The task = Using the entries below, say how many of the lines carry "Copy". Write the number alone.

==== Dataset excerpts

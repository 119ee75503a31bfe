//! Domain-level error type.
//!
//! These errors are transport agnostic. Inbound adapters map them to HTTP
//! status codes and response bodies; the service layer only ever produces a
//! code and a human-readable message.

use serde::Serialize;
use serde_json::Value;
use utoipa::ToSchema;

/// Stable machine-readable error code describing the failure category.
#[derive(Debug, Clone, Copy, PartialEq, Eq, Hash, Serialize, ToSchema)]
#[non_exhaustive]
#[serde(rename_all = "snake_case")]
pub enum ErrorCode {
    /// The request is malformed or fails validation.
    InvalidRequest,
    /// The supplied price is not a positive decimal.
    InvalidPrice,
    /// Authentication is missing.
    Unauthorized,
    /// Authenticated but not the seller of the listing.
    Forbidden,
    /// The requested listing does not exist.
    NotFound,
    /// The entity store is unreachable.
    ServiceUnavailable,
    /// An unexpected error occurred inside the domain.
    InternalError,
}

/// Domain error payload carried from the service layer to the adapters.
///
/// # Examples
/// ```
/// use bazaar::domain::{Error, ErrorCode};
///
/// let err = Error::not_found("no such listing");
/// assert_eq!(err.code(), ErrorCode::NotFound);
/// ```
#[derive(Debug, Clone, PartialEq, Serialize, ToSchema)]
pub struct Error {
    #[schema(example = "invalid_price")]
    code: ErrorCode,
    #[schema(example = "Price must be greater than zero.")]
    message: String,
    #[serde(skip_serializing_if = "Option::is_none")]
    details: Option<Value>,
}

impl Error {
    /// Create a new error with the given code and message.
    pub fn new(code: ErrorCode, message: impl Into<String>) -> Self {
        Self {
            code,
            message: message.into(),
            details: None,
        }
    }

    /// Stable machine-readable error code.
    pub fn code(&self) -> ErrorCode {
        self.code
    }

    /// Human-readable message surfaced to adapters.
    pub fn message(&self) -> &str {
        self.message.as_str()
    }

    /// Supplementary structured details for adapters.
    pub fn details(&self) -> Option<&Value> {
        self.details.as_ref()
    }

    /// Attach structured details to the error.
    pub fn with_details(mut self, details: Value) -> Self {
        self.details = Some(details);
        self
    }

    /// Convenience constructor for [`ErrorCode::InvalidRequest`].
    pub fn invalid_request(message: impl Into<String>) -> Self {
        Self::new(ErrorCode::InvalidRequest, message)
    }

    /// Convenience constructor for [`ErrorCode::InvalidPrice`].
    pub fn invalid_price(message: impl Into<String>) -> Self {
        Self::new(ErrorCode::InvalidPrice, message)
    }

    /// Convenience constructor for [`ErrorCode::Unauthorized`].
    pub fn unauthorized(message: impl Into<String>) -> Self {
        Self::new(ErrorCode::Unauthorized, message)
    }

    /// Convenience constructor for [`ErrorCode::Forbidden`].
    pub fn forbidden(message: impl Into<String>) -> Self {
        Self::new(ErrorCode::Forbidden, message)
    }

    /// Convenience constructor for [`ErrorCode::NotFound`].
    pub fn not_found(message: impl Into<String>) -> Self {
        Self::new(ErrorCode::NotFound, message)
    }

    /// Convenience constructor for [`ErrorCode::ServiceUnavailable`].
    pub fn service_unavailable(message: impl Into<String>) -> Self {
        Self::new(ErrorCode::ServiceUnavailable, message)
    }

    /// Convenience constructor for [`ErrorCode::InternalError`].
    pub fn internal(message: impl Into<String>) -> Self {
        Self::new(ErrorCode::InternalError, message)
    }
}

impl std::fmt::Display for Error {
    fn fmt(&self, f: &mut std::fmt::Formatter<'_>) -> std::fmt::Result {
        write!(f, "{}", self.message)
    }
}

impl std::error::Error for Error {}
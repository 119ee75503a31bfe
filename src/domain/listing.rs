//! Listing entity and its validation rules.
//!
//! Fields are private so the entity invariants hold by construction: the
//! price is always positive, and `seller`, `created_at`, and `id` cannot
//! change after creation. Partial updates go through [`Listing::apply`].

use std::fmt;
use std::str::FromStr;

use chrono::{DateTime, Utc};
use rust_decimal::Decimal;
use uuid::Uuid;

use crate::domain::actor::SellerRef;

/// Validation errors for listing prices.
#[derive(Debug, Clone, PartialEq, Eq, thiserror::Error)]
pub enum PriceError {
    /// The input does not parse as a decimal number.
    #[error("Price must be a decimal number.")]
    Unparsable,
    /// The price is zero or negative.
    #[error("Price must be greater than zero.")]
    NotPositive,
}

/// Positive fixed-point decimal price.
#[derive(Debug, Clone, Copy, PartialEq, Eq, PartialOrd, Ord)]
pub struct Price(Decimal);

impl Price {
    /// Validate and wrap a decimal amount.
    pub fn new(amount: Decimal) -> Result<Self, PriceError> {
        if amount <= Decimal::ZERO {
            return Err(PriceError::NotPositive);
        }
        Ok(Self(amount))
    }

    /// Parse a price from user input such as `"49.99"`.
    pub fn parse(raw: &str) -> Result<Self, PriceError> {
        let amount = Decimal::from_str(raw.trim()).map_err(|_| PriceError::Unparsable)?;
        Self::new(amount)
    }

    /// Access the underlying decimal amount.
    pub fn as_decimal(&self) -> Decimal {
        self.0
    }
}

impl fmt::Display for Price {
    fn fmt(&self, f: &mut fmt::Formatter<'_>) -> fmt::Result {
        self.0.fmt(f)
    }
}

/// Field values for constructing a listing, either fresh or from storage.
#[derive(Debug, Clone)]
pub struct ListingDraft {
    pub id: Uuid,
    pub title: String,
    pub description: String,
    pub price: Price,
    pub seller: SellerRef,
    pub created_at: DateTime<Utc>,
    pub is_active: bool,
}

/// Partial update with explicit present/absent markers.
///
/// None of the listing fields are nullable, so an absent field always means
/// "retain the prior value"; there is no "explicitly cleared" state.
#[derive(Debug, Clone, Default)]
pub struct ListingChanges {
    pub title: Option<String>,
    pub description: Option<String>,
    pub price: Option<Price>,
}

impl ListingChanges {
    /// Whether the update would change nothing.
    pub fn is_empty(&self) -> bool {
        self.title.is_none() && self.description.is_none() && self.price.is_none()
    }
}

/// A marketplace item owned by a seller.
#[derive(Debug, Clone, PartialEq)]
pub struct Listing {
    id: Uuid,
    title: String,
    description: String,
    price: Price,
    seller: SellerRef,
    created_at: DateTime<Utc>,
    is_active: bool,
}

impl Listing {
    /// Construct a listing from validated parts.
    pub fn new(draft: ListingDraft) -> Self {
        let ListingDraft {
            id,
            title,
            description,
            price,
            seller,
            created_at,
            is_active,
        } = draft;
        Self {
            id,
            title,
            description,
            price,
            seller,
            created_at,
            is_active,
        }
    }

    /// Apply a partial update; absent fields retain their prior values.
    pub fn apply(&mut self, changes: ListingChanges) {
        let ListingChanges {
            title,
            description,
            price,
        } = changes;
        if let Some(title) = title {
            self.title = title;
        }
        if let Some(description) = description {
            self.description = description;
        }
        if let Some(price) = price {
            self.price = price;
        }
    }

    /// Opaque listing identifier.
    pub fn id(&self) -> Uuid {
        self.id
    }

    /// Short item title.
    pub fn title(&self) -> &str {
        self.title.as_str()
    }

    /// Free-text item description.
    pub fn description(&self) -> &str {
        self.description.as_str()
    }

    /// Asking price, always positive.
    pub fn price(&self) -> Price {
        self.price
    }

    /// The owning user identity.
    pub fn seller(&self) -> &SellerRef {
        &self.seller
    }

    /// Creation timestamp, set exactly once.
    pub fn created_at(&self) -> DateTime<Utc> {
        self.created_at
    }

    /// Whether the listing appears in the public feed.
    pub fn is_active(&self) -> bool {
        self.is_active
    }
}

========

Solution = 2